I've thought that, because of naming conventions, that our culture has some of the intepretations of feelings quite misdefined. This lack of correspondence of names to what is actually happening with feelings contributes to the confusion of what is going on in the experience. There are probably feelings that you cannot access because you haven't gotten past some of the inherent misunderstandings about emotions that our culture seems to have. These misunderstandings are present within the names of the emotions of our language, jealousy among them.
I believe writing about emotions are a great contribution to the hidden mysteries of what they are, how they operate, etc. It's stuff such as this that I wish was more public. Don't more people think about this stuff and try to figure out how it works?
First off, people often use the word Jealousy when they really mean Envy.
I say these things about emotion and language for a reason. I've discovered that it's more useful to think of jealousy, (of another rival taking a beloved away)in another way. For me, feelings of jealousy were actually a composite of three other emotions. Two of them are "Catch-22," meaning they cannot be unraveled because they are two ends of the same continuum.
I prefer to describe these emotions in categories because there are so many names for emotions. Loneliness, connection, belonging is one category of these three. The second category is a desire for privacy, self control, autonomy. In jealousy, these two categories of feelings are the "Catch-22" emotions. If you choose to answer one desire from either of these two categories, you reject and also crave the other category.

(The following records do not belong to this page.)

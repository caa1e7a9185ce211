//! Threshold colour scales.
use log::warn;

/// An RGB colour
pub type Rgb = [u8; 3];

/// Evenly spaced stops of the viridis colour map, from dark purple to yellow
const VIRIDIS: [Rgb; 9] = [
    [68, 1, 84],
    [72, 40, 120],
    [62, 73, 137],
    [49, 104, 142],
    [38, 130, 142],
    [31, 158, 137],
    [53, 183, 121],
    [110, 206, 88],
    [253, 231, 37],
];

/// Sample the viridis colour map at `t` in [0, 1]
fn viridis_at(t: f64) -> Rgb {
    let position = t.clamp(0.0, 1.0) * (VIRIDIS.len() - 1) as f64;
    let lower = position.floor() as usize;
    let upper = (lower + 1).min(VIRIDIS.len() - 1);
    let weight = position - lower as f64;

    let mut colour = [0; 3];
    for (channel, value) in colour.iter_mut().enumerate() {
        let from = f64::from(VIRIDIS[lower][channel]);
        let to = f64::from(VIRIDIS[upper][channel]);
        *value = (from + (to - from) * weight).round() as u8;
    }

    colour
}

/// `n` evenly spaced viridis colours, from dark to light
pub fn viridis(n: usize) -> Vec<Rgb> {
    match n {
        0 => Vec::new(),
        1 => vec![viridis_at(0.0)],
        _ => (0..n)
            .map(|i| viridis_at(i as f64 / (n - 1) as f64))
            .collect(),
    }
}

/// Assigns values to classes separated by break points.
///
/// A value below the first break falls in the first class. A value at or above break `i` (and
/// below break `i + 1`) falls in class `i + 1`, so there is one more class than there are breaks.
#[derive(Debug, Clone, PartialEq)]
pub struct ThresholdScale {
    domain: Vec<f64>,
    colours: Vec<Rgb>,
}

impl ThresholdScale {
    /// Create a new viridis [`ThresholdScale`] with the given break points.
    ///
    /// The breaks are used in the order given.
    pub fn new(domain: Vec<f64>) -> Self {
        if !domain.windows(2).all(|w| w[0] <= w[1]) {
            warn!("Classification breaks are not in increasing order: {domain:?}");
        }

        let colours = viridis(domain.len() + 1);
        Self { domain, colours }
    }

    /// The break points
    pub fn domain(&self) -> &[f64] {
        &self.domain
    }

    /// One colour per class, in class order
    pub fn colours(&self) -> &[Rgb] {
        &self.colours
    }

    /// The class a value falls in
    pub fn class(&self, value: f64) -> usize {
        self.domain
            .iter()
            .position(|&limit| value < limit)
            .unwrap_or(self.domain.len())
    }

    /// The colour of a value
    pub fn colour(&self, value: f64) -> Rgb {
        self.colours[self.class(value)]
    }
}

/// How legend break values are written
#[derive(Debug, Clone, Copy, PartialEq, Eq)]
pub enum LabelFormat {
    /// Three significant digits with thousands separators, e.g. `12,300`
    Thousands,
    /// Up to two significant digits, e.g. `0.25`
    Ratio,
    /// Up to three significant digits with an SI prefix, e.g. `12.3k`
    SiPrefix,
}

impl LabelFormat {
    /// Format a break value for the legend
    pub fn format(self, value: f64) -> String {
        if !value.is_finite() {
            return value.to_string();
        }

        match self {
            Self::Thousands => group_thousands(&round_significant(value, 3)),
            Self::Ratio => trim_zeros(round_significant(value, 2)),
            Self::SiPrefix => {
                let (scaled, prefix) = si_prefix(value);
                format!("{}{prefix}", trim_zeros(round_significant(scaled, 3)))
            }
        }
    }
}

/// Write a value rounded to `digits` significant digits, keeping trailing zeros
fn round_significant(value: f64, digits: i32) -> String {
    if !value.is_normal() {
        return format!("{:.*}", (digits - 1) as usize, 0.0);
    }

    let exponent = value.abs().log10().floor() as i32;
    let decimals = digits - 1 - exponent;
    if decimals >= 0 {
        format!("{value:.*}", decimals as usize)
    } else {
        let unit = 10f64.powi(-decimals);
        format!("{:.0}", (value / unit).round() * unit)
    }
}

fn trim_zeros(number: String) -> String {
    if number.contains('.') {
        number
            .trim_end_matches('0')
            .trim_end_matches('.')
            .to_string()
    } else {
        number
    }
}

/// Insert a comma between each group of three integer digits
fn group_thousands(number: &str) -> String {
    let (sign, unsigned) = number
        .strip_prefix('-')
        .map_or(("", number), |rest| ("-", rest));
    let (integer, fraction) = unsigned
        .split_once('.')
        .map_or((unsigned, None), |(integer, fraction)| {
            (integer, Some(fraction))
        });

    let mut grouped = sign.to_string();
    for (i, digit) in integer.chars().enumerate() {
        if i > 0 && (integer.len() - i) % 3 == 0 {
            grouped.push(',');
        }
        grouped.push(digit);
    }
    if let Some(fraction) = fraction {
        grouped.push('.');
        grouped.push_str(fraction);
    }

    grouped
}

fn si_prefix(value: f64) -> (f64, &'static str) {
    const PREFIXES: [(f64, &str); 3] = [(1e9, "G"), (1e6, "M"), (1e3, "k")];
    PREFIXES
        .iter()
        .find(|(factor, _)| value.abs() >= *factor)
        .map_or((value, ""), |&(factor, prefix)| (value / factor, prefix))
}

The third emotion that keeps jealousy active in me was an irresistable drive to compete. I was driven to incessantly compare myself to the other woman. It seemed to come from a fear and uncertainty about why the lover was attracted to me or her. I found that when I stopped my internal dialogue as I found myself competing with her, it unraveled the other "Catch-22" paradoxes.
Fortunately, this strategy has worked with every other experience of jealousy that I've had since. What have you thought about jealousy?